## Task
Locate the string "ApiError" in the listing below. Copy every line where it is found.

## Information provided

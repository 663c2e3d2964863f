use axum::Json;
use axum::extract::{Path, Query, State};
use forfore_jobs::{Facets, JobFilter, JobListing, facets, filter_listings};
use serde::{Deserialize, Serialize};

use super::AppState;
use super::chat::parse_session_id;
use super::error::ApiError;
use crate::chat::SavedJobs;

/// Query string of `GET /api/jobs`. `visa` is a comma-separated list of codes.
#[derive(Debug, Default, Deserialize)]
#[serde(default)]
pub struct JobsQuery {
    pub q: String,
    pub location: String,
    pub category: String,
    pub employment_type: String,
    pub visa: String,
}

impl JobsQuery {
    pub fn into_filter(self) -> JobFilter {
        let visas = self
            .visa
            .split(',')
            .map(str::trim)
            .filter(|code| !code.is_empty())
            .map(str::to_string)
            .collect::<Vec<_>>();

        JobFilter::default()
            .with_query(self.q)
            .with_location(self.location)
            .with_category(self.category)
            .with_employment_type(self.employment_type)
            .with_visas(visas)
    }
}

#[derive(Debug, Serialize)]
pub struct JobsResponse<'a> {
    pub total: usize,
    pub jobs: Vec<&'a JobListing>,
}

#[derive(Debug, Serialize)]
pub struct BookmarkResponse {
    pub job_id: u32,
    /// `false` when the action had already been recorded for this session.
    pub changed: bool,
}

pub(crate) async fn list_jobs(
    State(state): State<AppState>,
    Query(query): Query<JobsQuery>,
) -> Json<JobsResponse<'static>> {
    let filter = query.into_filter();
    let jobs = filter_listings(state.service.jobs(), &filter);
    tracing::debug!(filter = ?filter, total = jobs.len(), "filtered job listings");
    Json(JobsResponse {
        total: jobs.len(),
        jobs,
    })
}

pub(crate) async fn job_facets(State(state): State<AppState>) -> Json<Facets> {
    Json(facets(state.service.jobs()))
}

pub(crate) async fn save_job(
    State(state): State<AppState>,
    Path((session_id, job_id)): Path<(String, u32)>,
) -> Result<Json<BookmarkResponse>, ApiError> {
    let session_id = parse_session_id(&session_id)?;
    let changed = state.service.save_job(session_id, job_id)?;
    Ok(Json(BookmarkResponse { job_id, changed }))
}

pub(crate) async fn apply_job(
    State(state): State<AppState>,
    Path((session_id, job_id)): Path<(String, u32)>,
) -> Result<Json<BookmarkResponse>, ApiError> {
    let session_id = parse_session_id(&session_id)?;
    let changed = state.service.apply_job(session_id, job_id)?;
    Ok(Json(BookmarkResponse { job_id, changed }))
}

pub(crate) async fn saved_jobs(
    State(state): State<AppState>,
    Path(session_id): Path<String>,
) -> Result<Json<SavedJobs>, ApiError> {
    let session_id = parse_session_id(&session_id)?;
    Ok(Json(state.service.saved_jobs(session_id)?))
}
==
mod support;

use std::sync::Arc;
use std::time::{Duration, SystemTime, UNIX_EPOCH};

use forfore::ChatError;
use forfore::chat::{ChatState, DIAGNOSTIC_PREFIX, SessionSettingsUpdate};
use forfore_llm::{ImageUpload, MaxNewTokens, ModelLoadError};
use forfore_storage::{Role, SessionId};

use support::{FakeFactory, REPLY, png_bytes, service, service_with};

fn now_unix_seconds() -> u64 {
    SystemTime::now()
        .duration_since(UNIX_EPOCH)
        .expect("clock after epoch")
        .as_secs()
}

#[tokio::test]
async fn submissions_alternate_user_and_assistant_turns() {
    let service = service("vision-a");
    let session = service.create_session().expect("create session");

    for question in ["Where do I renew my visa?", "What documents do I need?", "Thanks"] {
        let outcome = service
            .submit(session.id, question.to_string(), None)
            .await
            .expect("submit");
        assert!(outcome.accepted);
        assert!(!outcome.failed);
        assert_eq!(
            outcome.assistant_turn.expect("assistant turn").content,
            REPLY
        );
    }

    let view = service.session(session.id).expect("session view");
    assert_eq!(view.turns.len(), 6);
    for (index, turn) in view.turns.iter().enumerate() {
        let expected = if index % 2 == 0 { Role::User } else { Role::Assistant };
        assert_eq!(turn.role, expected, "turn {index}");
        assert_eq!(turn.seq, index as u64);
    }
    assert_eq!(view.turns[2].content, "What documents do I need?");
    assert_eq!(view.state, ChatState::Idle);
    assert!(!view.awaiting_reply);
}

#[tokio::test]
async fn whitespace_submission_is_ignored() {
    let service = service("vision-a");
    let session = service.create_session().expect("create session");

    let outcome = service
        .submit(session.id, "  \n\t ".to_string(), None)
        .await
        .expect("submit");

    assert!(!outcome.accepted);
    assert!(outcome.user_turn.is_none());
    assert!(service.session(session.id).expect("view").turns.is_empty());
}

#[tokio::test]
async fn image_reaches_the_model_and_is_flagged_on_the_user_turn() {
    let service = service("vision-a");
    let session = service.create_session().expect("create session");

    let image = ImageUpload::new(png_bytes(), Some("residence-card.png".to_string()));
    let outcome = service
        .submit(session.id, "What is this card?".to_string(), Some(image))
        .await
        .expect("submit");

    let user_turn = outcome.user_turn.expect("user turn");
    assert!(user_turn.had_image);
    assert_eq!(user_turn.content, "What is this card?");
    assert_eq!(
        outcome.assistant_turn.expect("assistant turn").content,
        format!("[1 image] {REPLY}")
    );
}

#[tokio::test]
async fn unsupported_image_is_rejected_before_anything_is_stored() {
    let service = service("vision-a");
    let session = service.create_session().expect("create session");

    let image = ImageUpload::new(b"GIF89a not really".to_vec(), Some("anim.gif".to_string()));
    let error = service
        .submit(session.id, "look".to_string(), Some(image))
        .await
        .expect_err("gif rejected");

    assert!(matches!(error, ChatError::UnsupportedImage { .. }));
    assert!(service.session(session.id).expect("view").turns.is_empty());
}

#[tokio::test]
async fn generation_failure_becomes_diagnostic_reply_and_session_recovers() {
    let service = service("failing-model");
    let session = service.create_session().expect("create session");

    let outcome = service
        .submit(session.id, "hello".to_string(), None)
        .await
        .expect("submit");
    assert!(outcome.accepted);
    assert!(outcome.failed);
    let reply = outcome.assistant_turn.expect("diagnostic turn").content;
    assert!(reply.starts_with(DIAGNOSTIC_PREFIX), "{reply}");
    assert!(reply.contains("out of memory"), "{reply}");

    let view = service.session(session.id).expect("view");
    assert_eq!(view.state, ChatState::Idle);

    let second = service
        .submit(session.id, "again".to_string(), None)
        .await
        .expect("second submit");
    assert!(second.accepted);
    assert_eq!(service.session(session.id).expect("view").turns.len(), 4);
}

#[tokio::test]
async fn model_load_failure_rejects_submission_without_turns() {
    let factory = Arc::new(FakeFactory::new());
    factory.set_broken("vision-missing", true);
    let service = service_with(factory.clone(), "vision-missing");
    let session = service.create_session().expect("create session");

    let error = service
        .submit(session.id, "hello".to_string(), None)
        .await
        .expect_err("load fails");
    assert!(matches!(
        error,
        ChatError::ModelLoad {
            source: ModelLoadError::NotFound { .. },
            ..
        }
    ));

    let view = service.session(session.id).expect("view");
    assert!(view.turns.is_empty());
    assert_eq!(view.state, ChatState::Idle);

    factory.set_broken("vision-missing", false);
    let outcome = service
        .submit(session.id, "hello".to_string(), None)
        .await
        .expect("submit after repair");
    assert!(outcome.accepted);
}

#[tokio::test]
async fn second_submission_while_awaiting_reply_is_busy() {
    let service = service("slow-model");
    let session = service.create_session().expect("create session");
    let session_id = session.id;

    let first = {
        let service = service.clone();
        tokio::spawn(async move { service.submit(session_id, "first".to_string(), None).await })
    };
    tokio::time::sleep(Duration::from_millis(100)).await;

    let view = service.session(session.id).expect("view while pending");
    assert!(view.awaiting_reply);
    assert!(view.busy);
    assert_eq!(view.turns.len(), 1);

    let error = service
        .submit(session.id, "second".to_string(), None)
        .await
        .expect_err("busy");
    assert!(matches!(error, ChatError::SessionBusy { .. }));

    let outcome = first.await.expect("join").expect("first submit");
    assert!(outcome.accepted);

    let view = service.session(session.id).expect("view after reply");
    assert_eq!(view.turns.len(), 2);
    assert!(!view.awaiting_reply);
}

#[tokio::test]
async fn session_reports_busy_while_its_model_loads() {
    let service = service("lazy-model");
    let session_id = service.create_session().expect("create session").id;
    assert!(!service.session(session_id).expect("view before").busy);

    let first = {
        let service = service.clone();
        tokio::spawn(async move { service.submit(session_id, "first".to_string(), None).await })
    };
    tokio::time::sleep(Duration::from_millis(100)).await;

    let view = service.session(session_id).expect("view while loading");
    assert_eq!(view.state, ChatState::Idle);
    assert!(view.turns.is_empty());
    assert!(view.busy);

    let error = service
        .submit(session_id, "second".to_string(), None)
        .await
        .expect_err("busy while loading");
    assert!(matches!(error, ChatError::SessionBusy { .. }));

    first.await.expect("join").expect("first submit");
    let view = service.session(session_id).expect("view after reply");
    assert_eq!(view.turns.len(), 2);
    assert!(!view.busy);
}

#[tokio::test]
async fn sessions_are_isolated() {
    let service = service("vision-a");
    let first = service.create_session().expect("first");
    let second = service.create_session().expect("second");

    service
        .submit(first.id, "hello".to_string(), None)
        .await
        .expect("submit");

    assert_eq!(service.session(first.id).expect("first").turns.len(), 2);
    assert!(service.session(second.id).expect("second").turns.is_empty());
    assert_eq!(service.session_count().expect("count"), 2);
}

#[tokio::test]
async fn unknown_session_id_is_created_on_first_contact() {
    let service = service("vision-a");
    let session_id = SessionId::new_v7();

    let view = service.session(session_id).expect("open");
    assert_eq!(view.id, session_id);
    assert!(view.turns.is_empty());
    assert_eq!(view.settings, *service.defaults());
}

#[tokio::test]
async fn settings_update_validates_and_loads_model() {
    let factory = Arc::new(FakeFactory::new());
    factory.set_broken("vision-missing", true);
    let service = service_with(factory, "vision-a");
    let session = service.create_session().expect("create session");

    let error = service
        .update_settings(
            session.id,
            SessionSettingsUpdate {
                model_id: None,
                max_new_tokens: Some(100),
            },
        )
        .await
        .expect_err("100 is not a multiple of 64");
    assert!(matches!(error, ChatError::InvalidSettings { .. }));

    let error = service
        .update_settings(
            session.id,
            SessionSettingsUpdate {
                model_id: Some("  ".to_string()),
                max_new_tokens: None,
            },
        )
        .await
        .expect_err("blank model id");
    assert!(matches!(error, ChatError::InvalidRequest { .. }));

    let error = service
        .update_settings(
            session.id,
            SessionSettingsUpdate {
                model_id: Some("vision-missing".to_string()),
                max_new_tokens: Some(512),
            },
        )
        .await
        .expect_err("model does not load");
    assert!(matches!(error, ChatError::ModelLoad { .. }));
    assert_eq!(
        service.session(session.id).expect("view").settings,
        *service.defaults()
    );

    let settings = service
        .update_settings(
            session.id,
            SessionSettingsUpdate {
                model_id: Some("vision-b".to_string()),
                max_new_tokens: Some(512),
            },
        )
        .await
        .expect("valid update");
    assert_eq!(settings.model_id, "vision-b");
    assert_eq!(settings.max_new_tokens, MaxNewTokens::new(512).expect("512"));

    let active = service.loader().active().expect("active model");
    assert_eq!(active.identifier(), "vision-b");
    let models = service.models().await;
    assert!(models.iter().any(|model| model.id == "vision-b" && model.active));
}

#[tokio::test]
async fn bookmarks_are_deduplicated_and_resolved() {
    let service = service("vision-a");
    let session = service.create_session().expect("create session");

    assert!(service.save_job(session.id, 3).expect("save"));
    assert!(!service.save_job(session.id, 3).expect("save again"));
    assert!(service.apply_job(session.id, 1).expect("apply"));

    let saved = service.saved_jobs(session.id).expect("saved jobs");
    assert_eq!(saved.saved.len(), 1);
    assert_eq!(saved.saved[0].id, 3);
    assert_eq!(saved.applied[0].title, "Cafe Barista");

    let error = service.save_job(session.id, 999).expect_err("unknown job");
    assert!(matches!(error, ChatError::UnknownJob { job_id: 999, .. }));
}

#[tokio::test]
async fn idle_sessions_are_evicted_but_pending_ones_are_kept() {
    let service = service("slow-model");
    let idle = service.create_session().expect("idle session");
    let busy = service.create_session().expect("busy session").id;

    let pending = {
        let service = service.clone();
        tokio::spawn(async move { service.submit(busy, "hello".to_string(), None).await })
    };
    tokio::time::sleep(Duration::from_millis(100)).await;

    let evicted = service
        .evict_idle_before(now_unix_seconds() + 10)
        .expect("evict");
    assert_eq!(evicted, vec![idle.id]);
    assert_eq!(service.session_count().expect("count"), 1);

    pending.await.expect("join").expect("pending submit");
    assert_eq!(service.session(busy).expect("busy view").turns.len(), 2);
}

## Exercise solution
use super::error::ApiError;
) -> Result<Json<BookmarkResponse>, ApiError> {
) -> Result<Json<BookmarkResponse>, ApiError> {
) -> Result<Json<SavedJobs>, ApiError> {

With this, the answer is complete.